Texte de Gaston Couté (vers 1909-1911).


Voici l’roman d’un pauv’ jeune homme
D’un jeune homm’ qui n’est aut’ que moi
Personn’ ne sait comment j’me nomme
Et pourtant je me nomme Eloi.
Je n’sors jamais, je bois à peine,
Je suis sobre comme un chameau,
Mais par suit’ de quel phénomène ? —
J’ai l’nez roug’ comme un coqu’licot.
 
Refrain
Ah mon cochon d’blair !… qui m’a fait tant d’tort
Mais que j’support’rai tout’ mon existence,
Ah mon cochon d’blair !… tu m’dégout’s quand j’pense
Que toi, tu m’plaqu’ras un’ fois que j’s’rai mort.
 
V’nu d’chez moi dans l’but d’fair’ des lettres,
En entrant dans l’mond’ parisien
J’allais me présenter pour être
S’crétair’ d’un académicien :
D’vant mon nez roug’ comm’ sa rosette
Le digne immortel s’écria :
« Oh la la !… c’tte gueul’ !… c’tte binette !… »
Et poliment, me renvoya.
 
Dans les cabarets artistiques,
Au public, j’allais représenter,
Avec, sur mes lèvr’s ironiques,
Des chansons d’actualité ;
Mais m’voyez-vous ? les mains aux poches
Et mon nez au-d’ssus du piano,
Comm’ j’étais frais pour fair’ le r’proche
Au princ’ de Gall’s d’être un poivrot.
 
Dans un théâtre populaire,
Pour y jouer les amoureux,
On m’engagea.

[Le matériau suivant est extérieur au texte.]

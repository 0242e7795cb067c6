//! Test server lifecycle management
//!
//! Each test gets an isolated server with its own vibe database.

use super::constants::*;
use std::sync::Arc;
use std::time::Duration;
use tempfile::TempDir;
use tokio::net::TcpListener;
use vibe_server::server::{make_app, RequestsLoggingLevel, ServerConfig};
use vibe_server::{SqliteVibeStore, VibeStore};

/// Test server instance with an isolated database
///
/// When dropped, the server gracefully shuts down and temp resources are cleaned up.
pub struct TestServer {
    /// Base URL for making requests (e.g., "http://127.0.0.1:12345")
    pub base_url: String,

    /// The port the server is listening on
    pub port: u16,

    /// Store handle for direct database access in tests
    pub vibe_store: Arc<dyn VibeStore>,

    // Private fields - keep resources alive until drop
    _temp_db_dir: TempDir,
    _shutdown_tx: Option<tokio::sync::oneshot::Sender<()>>,
}

impl TestServer {
    /// Spawns a new test server on a random port
    ///
    /// # Panics
    ///
    /// Panics if the database can't be created, the port can't be bound or
    /// the server doesn't become ready within timeout.
    pub async fn spawn() -> Self {
        let temp_db_dir = TempDir::new().expect("Failed to create temp dir");
        let vibe_store: Arc<dyn VibeStore> = Arc::new(
            SqliteVibeStore::new(temp_db_dir.path().join("vibes.db"), 2)
                .expect("Failed to open vibe store"),
        );

        let listener = TcpListener::bind("127.0.0.1:0")
            .await
            .expect("Failed to bind to random port");

        let port = listener
            .local_addr()
            .expect("Failed to get local address")
            .port();

        let base_url = format!("http://127.0.0.1:{}", port);

        let (shutdown_tx, shutdown_rx) = tokio::sync::oneshot::channel::<()>();

        let config = ServerConfig {
            port,
            requests_logging_level: RequestsLoggingLevel::None,
            response_cache_age_sec: 0, // Disable caching in tests
            ..Default::default()
        };

        let app = make_app(config, vibe_store.clone()).expect("Failed to build app");

        tokio::spawn(async move {
            axum::serve(listener, app)
                .with_graceful_shutdown(async {
                    shutdown_rx.await.ok();
                })
                .await
                .expect("Server failed");
        });

        let server = Self {
            base_url,
            port,
            vibe_store,
            _temp_db_dir: temp_db_dir,
            _shutdown_tx: Some(shutdown_tx),
        };

        server.wait_for_ready().await;

        server
    }

    /// Waits for the server to become ready by polling `/`
    async fn wait_for_ready(&self) {
        let client = reqwest::Client::builder()
            .timeout(Duration::from_millis(100))
            .build()
            .expect("Failed to build reqwest client");

        let start = std::time::Instant::now();
        let timeout = Duration::from_millis(SERVER_READY_TIMEOUT_MS);

        loop {
            if start.elapsed() > timeout {
                panic!(
                    "Server did not become ready within {}ms",
                    SERVER_READY_TIMEOUT_MS
                );
            }

            match client.get(format!("{}/", self.base_url)).send().await {
                Ok(response) if response.status().is_success() => return,
                _ => {
                    tokio::time::sleep(Duration::from_millis(SERVER_READY_POLL_INTERVAL_MS)).await;
                }
            }
        }
    }
}

impl Drop for TestServer {
    fn drop(&mut self) {
        if let Some(tx) = self._shutdown_tx.take() {
            let _ = tx.send(());
        }
    }
}
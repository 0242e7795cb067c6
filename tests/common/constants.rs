//! Shared constants for end-to-end tests

// ============================================================================
// Timeouts
// ============================================================================

/// Max time to wait for a spawned server to answer on `/`
pub const SERVER_READY_TIMEOUT_MS: u64 = 5_000;

pub const SERVER_READY_POLL_INTERVAL_MS: u64 = 20;

pub const REQUEST_TIMEOUT_SECS: u64 = 10;

// ============================================================================
// Locations
// ============================================================================

/// Piazza del Duomo
pub const MILAN_LAT: f64 = 45.4642;
pub const MILAN_LON: f64 = 9.1900;

/// Far enough from Milan to fall outside any small radius around it
pub const TURIN_LAT: f64 = 45.0703;
pub const TURIN_LON: f64 = 7.6869;

// ============================================================================
// Catalog ids
// ============================================================================

pub const ARTIST_1_ID: &str = "artist-1";
pub const ARTIST_2_ID: &str = "artist-2";

pub const TRACK_1_ID: &str = "track-1";
pub const TRACK_2_ID: &str = "track-2";
pub const TRACK_3_ID: &str = "track-3";
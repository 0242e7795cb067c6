mod models;
mod schema;
mod store;
mod trait_def;

pub use models::*;
pub use schema::VIBE_VERSIONED_SCHEMAS;
pub use store::SqliteVibeStore;
pub use trait_def::VibeStore;
mod http_cache;
mod requests_logging;

pub use http_cache::http_cache;
pub use requests_logging::{log_requests, RequestsLoggingLevel};
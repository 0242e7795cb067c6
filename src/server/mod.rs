pub mod config;
mod http_layers;
pub mod server;
pub mod state;
mod vibe_routes;

pub use config::ServerConfig;
pub use http_layers::*;
pub use server::{make_app, run_server};
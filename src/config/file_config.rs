use anyhow::{Context, Result};
use serde::Deserialize;
use std::path::Path;

#[derive(Debug, Deserialize, Default)]
#[serde(default)]
pub struct FileConfig {
    // Core settings (can override CLI)
    pub db_dir: Option<String>,
    pub port: Option<u16>,
    pub logging_level: Option<String>,
    pub response_cache_age_sec: Option<usize>,
    pub frontend_dir_path: Option<String>,
    pub event_retention_days: Option<u64>,
    pub prune_interval_hours: Option<u64>,
    pub read_pool_size: Option<usize>,

    pub ranking: Option<RankingConfig>,
}

/// `[ranking]` table: query defaults.
#[derive(Debug, Deserialize, Default, Clone)]
#[serde(default)]
pub struct RankingConfig {
    pub default_radius_miles: Option<f64>,
    pub default_window_days: Option<f64>,
    pub default_track_limit: Option<usize>,
    pub per_cell_track_limit: Option<usize>,
    pub per_cell_genre_limit: Option<usize>,
    pub allowed_divisions: Option<Vec<u32>>,
}

impl FileConfig {
    pub fn load(path: &Path) -> Result<Self> {
        let content = std::fs::read_to_string(path)
            .with_context(|| format!("Failed to read config file: {:?}", path))?;
        toml::from_str(&content).with_context(|| format!("Failed to parse config file: {:?}", path))
    }
}
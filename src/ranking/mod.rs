mod models;
mod ranker;
mod request;
mod scan;

pub use models::*;
pub use ranker::{rank_rows, VibeRanker};
pub use request::{RankingSettings, ScanRequest, VibeQuery};
pub use scan::ScanOrchestrator;
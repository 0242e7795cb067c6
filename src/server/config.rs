use super::RequestsLoggingLevel;
use crate::ranking::RankingSettings;

#[derive(Clone, Debug)]
pub struct ServerConfig {
    pub requests_logging_level: RequestsLoggingLevel,
    pub port: u16,
    /// Cache-Control max-age for trending query responses. 0 disables it.
    pub response_cache_age_sec: usize,
    pub frontend_dir_path: Option<String>,
    pub ranking: RankingSettings,
}

impl Default for ServerConfig {
    fn default() -> Self {
        ServerConfig {
            requests_logging_level: RequestsLoggingLevel::Path,
            port: 3001,
            response_cache_age_sec: 60,
            frontend_dir_path: None,
            ranking: RankingSettings::default(),
        }
    }
}
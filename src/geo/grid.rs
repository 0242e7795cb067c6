//! Row-major subdivision of a bounding box into equal cells.

use super::BoundingBox;
use crate::error::{VibeError, VibeResult};

/// Grid sizes accepted when no allow-list is configured.
pub const DEFAULT_ALLOWED_DIVISIONS: &[u32] = &[1, 4, 9, 16];

/// Largest `s` such that `s * s <= n`.
pub fn integer_sqrt(n: u32) -> u32 {
    let n = n as u64;
    let mut side = (n as f64).sqrt() as u64;
    while side * side > n {
        side -= 1;
    }
    while (side + 1) * (side + 1) <= n {
        side += 1;
    }
    // floor(sqrt(u32::MAX)) fits in a u16
    side as u32
}

/// A validated grid size: a perfect square taken from an allow-list.
#[derive(Clone, Copy, Debug, PartialEq, Eq)]
pub struct GridSpec {
    divisions: u32,
    side: u32,
}

impl GridSpec {
    pub fn new(divisions: u32, allowed: &[u32]) -> VibeResult<Self> {
        let unsupported = || VibeError::UnsupportedGridSize {
            divisions,
            allowed: allowed.to_vec(),
        };
        if divisions == 0 || !allowed.contains(&divisions) {
            return Err(unsupported());
        }
        let side = integer_sqrt(divisions);
        if side * side != divisions {
            return Err(unsupported());
        }
        Ok(GridSpec { divisions, side })
    }

    /// A 1x1 grid, i.e. the whole region as a single cell.
    pub fn single() -> Self {
        GridSpec {
            divisions: 1,
            side: 1,
        }
    }

    pub fn divisions(&self) -> u32 {
        self.divisions
    }

    pub fn side(&self) -> u32 {
        self.side
    }
}

pub struct GridPartitioner;

impl GridPartitioner {
    /// Split `bbox` into `floor(sqrt(divisions))^2` cells.
    ///
    /// Non-square `divisions` are not rejected here, they shrink to the
    /// nearest lower square. Go through `GridSpec` to get strict validation.
    pub fn partition(bbox: BoundingBox, divisions: u32) -> GridCells {
        GridCells::new(bbox, integer_sqrt(divisions))
    }

    pub fn partition_spec(bbox: BoundingBox, grid: GridSpec) -> GridCells {
        GridCells::new(bbox, grid.side())
    }
}

/// Lazy sequence of grid cells, bottom row first, left to right within a row.
#[derive(Clone, Debug)]
pub struct GridCells {
    bbox: BoundingBox,
    side: u32,
    delta_lat: f64,
    delta_lon: f64,
    next: u32,
}

impl GridCells {
    fn new(bbox: BoundingBox, side: u32) -> Self {
        let (delta_lat, delta_lon) = if side == 0 {
            (0.0, 0.0)
        } else {
            (bbox.lat_span() / side as f64, bbox.lon_span() / side as f64)
        };
        GridCells {
            bbox,
            side,
            delta_lat,
            delta_lon,
            next: 0,
        }
    }

    pub fn side(&self) -> u32 {
        self.side
    }

    // Boundaries are computed as `base + i * delta`; the last one is pinned
    // to the box edge so the cells cover the box exactly.
    fn lat_edge(&self, row: u32) -> f64 {
        if row == self.side {
            self.bbox.lat_max
        } else {
            self.bbox.lat_min + row as f64 * self.delta_lat
        }
    }

    fn lon_edge(&self, col: u32) -> f64 {
        if col == self.side {
            self.bbox.lon_max
        } else {
            self.bbox.lon_min + col as f64 * self.delta_lon
        }
    }
}

impl Iterator for GridCells {
    type Item = BoundingBox;

    fn next(&mut self) -> Option<BoundingBox> {
        let total = self.side * self.side;
        if self.next >= total {
            return None;
        }
        let row = self.next / self.side;
        let col = self.next % self.side;
        self.next += 1;

        Some(BoundingBox::new(
            self.lat_edge(row),
            self.lat_edge(row + 1),
            self.lon_edge(col),
            self.lon_edge(col + 1),
        ))
    }

    fn size_hint(&self) -> (usize, Option<usize>) {
        let remaining = (self.side * self.side - self.next) as usize;
        (remaining, Some(remaining))
    }
}

impl ExactSizeIterator for GridCells {}
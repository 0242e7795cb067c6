use anyhow::{Context, Result};
use clap::Parser;
use std::path::PathBuf;
use std::sync::Arc;
use std::time::Duration;
use tracing::{error, info, level_filters::LevelFilter};
use tracing_subscriber::{layer::SubscriberExt, util::SubscriberInitExt, EnvFilter};

use vibe_server::config::{AppConfig, CliConfig, FileConfig};
use vibe_server::server::{run_server, ServerConfig};
use vibe_server::{RequestsLoggingLevel, SqliteVibeStore, VibeStore};

const DAY_MS: i64 = 24 * 60 * 60 * 1000;

fn parse_path(s: &str) -> Result<PathBuf> {
    let path_buf = PathBuf::from(s);
    let original_path = match path_buf.canonicalize() {
        Ok(path) => path,
        Err(msg) => {
            if msg.kind() == std::io::ErrorKind::NotFound {
                path_buf
            } else {
                return Err(msg).with_context(|| format!("Error resolving path: {}", s));
            }
        }
    };
    if original_path.is_absolute() {
        return Ok(original_path);
    }
    let cwd = std::env::current_dir()?;
    Ok(cwd.join(original_path))
}

#[derive(Parser, Debug)]
struct CliArgs {
    /// Path to a TOML config file. Its values override the CLI flags.
    #[clap(long, value_parser = parse_path)]
    pub config: Option<PathBuf>,

    /// Directory holding the vibe database.
    #[clap(long, value_parser = parse_path)]
    pub db_dir: Option<PathBuf>,

    /// The port to listen on.
    #[clap(short, long, default_value_t = 3001)]
    pub port: u16,

    /// The level of logging to perform on each request.
    #[clap(long, default_value = "path")]
    pub logging_level: RequestsLoggingLevel,

    /// Cache-Control max-age of trending query responses, in seconds.
    #[clap(long, default_value_t = 60)]
    pub response_cache_age_sec: usize,

    /// Path to the frontend directory to be statically served.
    #[clap(long)]
    pub frontend_dir_path: Option<String>,

    /// Number of days to retain vibe events before pruning. Set to 0 to disable pruning.
    #[clap(long, default_value_t = 30)]
    pub event_retention_days: u64,

    /// Interval in hours between pruning runs. Only used if event_retention_days > 0.
    #[clap(long, default_value_t = 24)]
    pub prune_interval_hours: u64,

    /// Number of read-only database connections.
    #[clap(long, default_value_t = 4)]
    pub read_pool_size: usize,
}

impl CliArgs {
    fn to_cli_config(&self) -> CliConfig {
        CliConfig {
            db_dir: self.db_dir.clone(),
            port: self.port,
            logging_level: self.logging_level.clone(),
            response_cache_age_sec: self.response_cache_age_sec,
            frontend_dir_path: self.frontend_dir_path.clone(),
            event_retention_days: self.event_retention_days,
            prune_interval_hours: self.prune_interval_hours,
            read_pool_size: self.read_pool_size,
        }
    }
}

fn spawn_event_pruning(store: Arc<dyn VibeStore>, retention_days: u64, interval_hours: u64) {
    info!(
        "Event pruning enabled: retaining {} days, pruning every {} hours",
        retention_days, interval_hours
    );

    tokio::spawn(async move {
        let interval = Duration::from_secs(interval_hours.saturating_mul(60 * 60));
        let mut ticker = tokio::time::interval(interval);

        // Skip the first immediate tick, wait for the first interval
        ticker.tick().await;

        loop {
            ticker.tick().await;

            let retention_ms = i64::try_from(retention_days)
                .unwrap_or(i64::MAX)
                .saturating_mul(DAY_MS);
            let cutoff = chrono::Utc::now()
                .timestamp_millis()
                .saturating_sub(retention_ms);
            let store = store.clone();
            match tokio::task::spawn_blocking(move || store.prune_events_older_than(cutoff)).await
            {
                Ok(Ok(count)) => {
                    if count > 0 {
                        info!("Pruned {} old vibe events", count);
                    }
                }
                Ok(Err(e)) => error!("Failed to prune vibe events: {:#}", e),
                Err(e) => error!("Pruning task failed: {}", e),
            }
        }
    });
}

#[tokio::main]
async fn main() -> Result<()> {
    let cli_args = CliArgs::parse();

    tracing_subscriber::registry()
        .with(tracing_subscriber::fmt::layer())
        .with(
            EnvFilter::builder()
                .with_default_directive(LevelFilter::INFO.into())
                .with_env_var("LOG_LEVEL")
                .from_env_lossy(),
        )
        .try_init()
        .context("Failed to initialize logging")?;

    let file_config = cli_args
        .config
        .as_deref()
        .map(FileConfig::load)
        .transpose()?;
    let config = AppConfig::resolve(&cli_args.to_cli_config(), file_config)?;

    info!("Opening vibe database at {:?}...", config.vibe_db_path());
    let vibe_store: Arc<dyn VibeStore> = Arc::new(SqliteVibeStore::new(
        config.vibe_db_path(),
        config.read_pool_size,
    )?);

    let counts = vibe_store.get_counts()?;
    info!(
        "Loaded {} events over {} locations, {} tracks, {} artists, {} genres",
        counts.events, counts.locations, counts.tracks, counts.artists, counts.genres
    );

    if config.event_retention_days > 0 {
        spawn_event_pruning(
            vibe_store.clone(),
            config.event_retention_days,
            config.prune_interval_hours,
        );
    }

    let server_config = ServerConfig {
        requests_logging_level: config.logging_level,
        port: config.port,
        response_cache_age_sec: config.response_cache_age_sec,
        frontend_dir_path: config.frontend_dir_path,
        ranking: config.ranking,
    };

    info!("Ready to serve at port {}!", server_config.port);
    run_server(server_config, vibe_store).await
}
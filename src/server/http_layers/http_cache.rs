//! HTTP caching middleware

use axum::{
    body::Body,
    extract::State,
    http::{header, HeaderValue, Request},
    middleware::Next,
    response::Response,
};

/// Mark successful responses as cacheable for `max_age_sec` seconds.
/// Errors and a zero max age leave the response untouched.
pub async fn http_cache(
    State(max_age_sec): State<usize>,
    request: Request<Body>,
    next: Next,
) -> Response {
    let mut response = next.run(request).await;

    if max_age_sec > 0 && response.status().is_success() {
        if let Ok(value) = HeaderValue::from_str(&format!("max-age={}", max_age_sec)) {
            response.headers_mut().insert(header::CACHE_CONTROL, value);
        }
    }

    response
}
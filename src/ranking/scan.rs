use std::time::Duration;

use tracing::{debug, info};

use super::models::{CellRanking, RankLimits};
use super::ranker::VibeRanker;
use crate::error::VibeResult;
use crate::geo::{diagonal_miles, BoundingBox, GridPartitioner, GridSpec};

/// Splits a region into a grid and ranks every cell.
#[derive(Clone)]
pub struct ScanOrchestrator {
    ranker: VibeRanker,
}

impl ScanOrchestrator {
    pub fn new(ranker: VibeRanker) -> Self {
        ScanOrchestrator { ranker }
    }

    pub fn scan(
        &self,
        region: &BoundingBox,
        grid: GridSpec,
        window: Duration,
        limits: &RankLimits,
    ) -> VibeResult<Vec<CellRanking>> {
        self.scan_at(
            region,
            grid,
            window,
            limits,
            chrono::Utc::now().timestamp_millis(),
        )
    }

    /// Cells come back in partition order; cells without any event in the
    /// window are left out. The first store failure aborts the whole scan.
    pub fn scan_at(
        &self,
        region: &BoundingBox,
        grid: GridSpec,
        window: Duration,
        limits: &RankLimits,
        now: i64,
    ) -> VibeResult<Vec<CellRanking>> {
        info!(
            "Scanning {} ({:.2} mi diagonal) in {} cells",
            region,
            diagonal_miles(region),
            grid.divisions()
        );

        let mut results = Vec::new();
        for (cell_index, cell) in GridPartitioner::partition_spec(*region, grid).enumerate() {
            let ranking = self.ranker.rank_at(&cell, window, limits, now)?;
            if ranking.is_empty() {
                debug!("Cell {} {} is empty", cell_index, cell);
                continue;
            }
            results.push(CellRanking {
                cell_index,
                cell,
                genres: ranking.genres,
                tracks: ranking.tracks,
            });
        }
        Ok(results)
    }
}
//! Records held by the vibe store.
//!
//! Ids are SQLite rowids. Timestamps are Unix epoch milliseconds.

use serde::{Deserialize, Serialize};

use crate::error::{VibeError, VibeResult};

/// Genre assigned to tracks reported without one. Never ranked.
pub const OTHER_GENRE: &str = "Other";

#[derive(Clone, Debug, PartialEq, Eq, Serialize, Deserialize)]
pub struct Genre {
    pub id: i64,
    pub name: String,
}

impl Genre {
    pub fn is_other(&self) -> bool {
        self.name == OTHER_GENRE
    }
}

#[derive(Clone, Debug, PartialEq, Eq, Serialize, Deserialize)]
pub struct Artist {
    pub id: i64,
    pub external_id: String,
    pub name: String,
}

#[derive(Clone, Debug, PartialEq, Eq, Serialize, Deserialize)]
pub struct Track {
    pub id: i64,
    pub external_id: String,
    pub title: String,
    pub album: Option<String>,
    pub artist_id: i64,
    pub genre_id: i64,
    pub popularity: i64,
    /// Genre tag exactly as reported, before falling back to `OTHER_GENRE`.
    pub original_genre: Option<String>,
}

#[derive(Clone, Debug, PartialEq, Serialize, Deserialize)]
pub struct Location {
    pub id: i64,
    pub lat: f64,
    pub lon: f64,
}

/// Plays of one track at one location, aggregated.
#[derive(Clone, Debug, PartialEq, Serialize, Deserialize)]
pub struct VibeEvent {
    pub id: i64,
    pub location: Location,
    pub track_id: i64,
    pub artist_id: i64,
    pub genre_id: i64,
    pub play_count: i64,
    pub last_seen: i64,
}

/// One row of a windowed box query: an event joined with its track metadata.
#[derive(Clone, Debug, PartialEq, Serialize)]
pub struct EventRow {
    pub track: Track,
    pub artist: Artist,
    pub genre: Genre,
    pub lat: f64,
    pub lon: f64,
    pub play_count: i64,
    pub last_seen: i64,
}

#[derive(Clone, Debug, Default, PartialEq, Eq, Serialize)]
pub struct StoreCounts {
    pub genres: usize,
    pub artists: usize,
    pub tracks: usize,
    pub locations: usize,
    pub events: usize,
}

// =============================================================================
// Ingestion input
// =============================================================================

#[derive(Clone, Debug, Deserialize, Serialize)]
pub struct ArtistReport {
    pub external_id: String,
    pub name: String,
}

#[derive(Clone, Debug, Deserialize, Serialize)]
pub struct TrackReport {
    pub external_id: String,
    pub title: String,
    #[serde(default)]
    pub album: Option<String>,
    /// Left unset, a repeat report keeps the stored value.
    #[serde(default)]
    pub popularity: Option<i64>,
    #[serde(default)]
    pub genre: Option<String>,
    pub artist: ArtistReport,
}

/// A single "now playing here" report.
#[derive(Clone, Debug, Deserialize, Serialize)]
pub struct VibeReport {
    pub lat: f64,
    pub lon: f64,
    pub track: TrackReport,
}

impl VibeReport {
    pub fn validate(&self) -> VibeResult<()> {
        if !self.lat.is_finite() || !(-90.0..=90.0).contains(&self.lat) {
            return Err(VibeError::InvalidParameter(format!(
                "latitude out of range: {}",
                self.lat
            )));
        }
        if !self.lon.is_finite() || !(-180.0..=180.0).contains(&self.lon) {
            return Err(VibeError::InvalidParameter(format!(
                "longitude out of range: {}",
                self.lon
            )));
        }
        if self.track.external_id.trim().is_empty() {
            return Err(VibeError::InvalidParameter("track.external_id is empty".into()));
        }
        if self.track.artist.external_id.trim().is_empty() {
            return Err(VibeError::InvalidParameter(
                "track.artist.external_id is empty".into(),
            ));
        }
        if let Some(popularity) = self.track.popularity.filter(|p| *p < 0) {
            return Err(VibeError::InvalidParameter(format!(
                "negative popularity: {}",
                popularity
            )));
        }
        Ok(())
    }

    /// The reported genre, trimmed, if it is not blank.
    pub fn tagged_genre(&self) -> Option<&str> {
        self.track
            .genre
            .as_deref()
            .map(str::trim)
            .filter(|genre| !genre.is_empty())
    }

    /// Genre the track is filed under.
    pub fn genre_name(&self) -> &str {
        self.tagged_genre().unwrap_or(OTHER_GENRE)
    }
}
//! Request logging middleware

use super::super::state::ServerState;
use axum::extract::State;
use axum::{
    body::Body,
    http::{header::HeaderMap, Request, StatusCode},
    middleware::Next,
    response::{IntoResponse, Response},
};
use std::time::Instant;
use tracing::{error, info};

#[derive(PartialEq, PartialOrd, Clone, Debug, clap::ValueEnum)]
pub enum RequestsLoggingLevel {
    None,
    Path,
    Headers,
    Body,
}

impl Default for RequestsLoggingLevel {
    fn default() -> Self {
        Self::Path
    }
}

impl std::fmt::Display for RequestsLoggingLevel {
    fn fmt(&self, f: &mut std::fmt::Formatter<'_>) -> std::fmt::Result {
        write!(f, "{:?}", self)
    }
}

const MAX_LOGGABLE_BODY_LENGTH: usize = 1024;

enum ContentLengthParseResult {
    Ok(usize),
    No(&'static str),
}

fn parse_content_length(headers: &HeaderMap) -> ContentLengthParseResult {
    let value = match headers.get("content-length") {
        Some(x) => x,
        None => return ContentLengthParseResult::No("Content-length not set."),
    };

    let str_value = match value.to_str() {
        Ok(x) => x,
        Err(_) => {
            return ContentLengthParseResult::No("Could not get Content-length string value.")
        }
    };

    match str_value.parse::<usize>() {
        Ok(x) => ContentLengthParseResult::Ok(x),
        Err(_) => ContentLengthParseResult::No("Could not parse Content-length numeric value."),
    }
}

fn log_headers(label: &str, headers: &HeaderMap) {
    info!("  {} Headers:", label);
    for (name, value) in headers.iter() {
        info!("    {:?}: {:?}", name, value);
    }
}

/// Buffer a body small enough to log, print it, and hand back an equivalent
/// body. `None` means the body could not be read.
async fn log_body(label: &str, headers: &HeaderMap, body: Body) -> Option<Body> {
    match parse_content_length(headers) {
        ContentLengthParseResult::No(reason) => {
            info!("  {} Body: {}", label, reason);
            Some(body)
        }
        ContentLengthParseResult::Ok(size) if size < MAX_LOGGABLE_BODY_LENGTH => {
            match axum::body::to_bytes(body, size).await {
                Ok(bytes) => {
                    info!("  {} Body:\n{}", label, String::from_utf8_lossy(&bytes));
                    Some(Body::from(bytes))
                }
                Err(err) => {
                    error!("Failed to read {} body: {:?}", label, err);
                    None
                }
            }
        }
        ContentLengthParseResult::Ok(size) => {
            info!(
                "  {} Body: Too big to log ({:#})",
                label,
                byte_unit::Byte::from(size)
            );
            Some(body)
        }
    }
}

fn internal_error() -> Response {
    (StatusCode::INTERNAL_SERVER_ERROR, "Internal Server Error").into_response()
}

pub async fn log_requests(
    State(state): State<ServerState>,
    mut request: Request<Body>,
    next: Next,
) -> Response {
    let level = state.config.requests_logging_level.clone();
    let start = Instant::now();

    if level > RequestsLoggingLevel::None {
        info!(">>> {} {}", request.method(), request.uri());
    }

    if level >= RequestsLoggingLevel::Headers {
        log_headers("Req", request.headers());
    }

    if level >= RequestsLoggingLevel::Body {
        let (parts, body) = request.into_parts();
        match log_body("Req", &parts.headers, body).await {
            Some(body) => request = Request::from_parts(parts, body),
            None => return internal_error(),
        }
    }

    let mut response = next.run(request).await;

    if level >= RequestsLoggingLevel::Headers {
        log_headers("Resp", response.headers());
    }

    if level >= RequestsLoggingLevel::Body {
        let (parts, body) = response.into_parts();
        match log_body("Resp", &parts.headers, body).await {
            Some(body) => response = Response::from_parts(parts, body),
            None => return internal_error(),
        }
    }

    if level > RequestsLoggingLevel::None {
        info!(
            "<<< {} ({}ms)",
            response.status().as_u16(),
            start.elapsed().as_millis()
        );
    }

    response
}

Quand j’disais « Chère…
J’brûl !… » J’avais l’nez roug’ comm’ du feu
Et des voyous en bras d’chemise
Du haut du poulailler m’gueulai’nt :
« Bravo pour l’amant d’la marquise
Qu’a pas r’culé d’vant les Anglais ! »
 
Bref, d’un sal’ métier à un aut’e
J’ai gaspillé mes bell’s anné’s
Et tout ça rien que par la faute
D’mon nez, d’mon nez, d’mon fichu nez ;
Il m’a causé bien des déboires
Mais, en ce moment-ci, j’m’en sers
Et j’fais, moi qu’ai jamais pu boire,
Les poivrots, au Café-Concert.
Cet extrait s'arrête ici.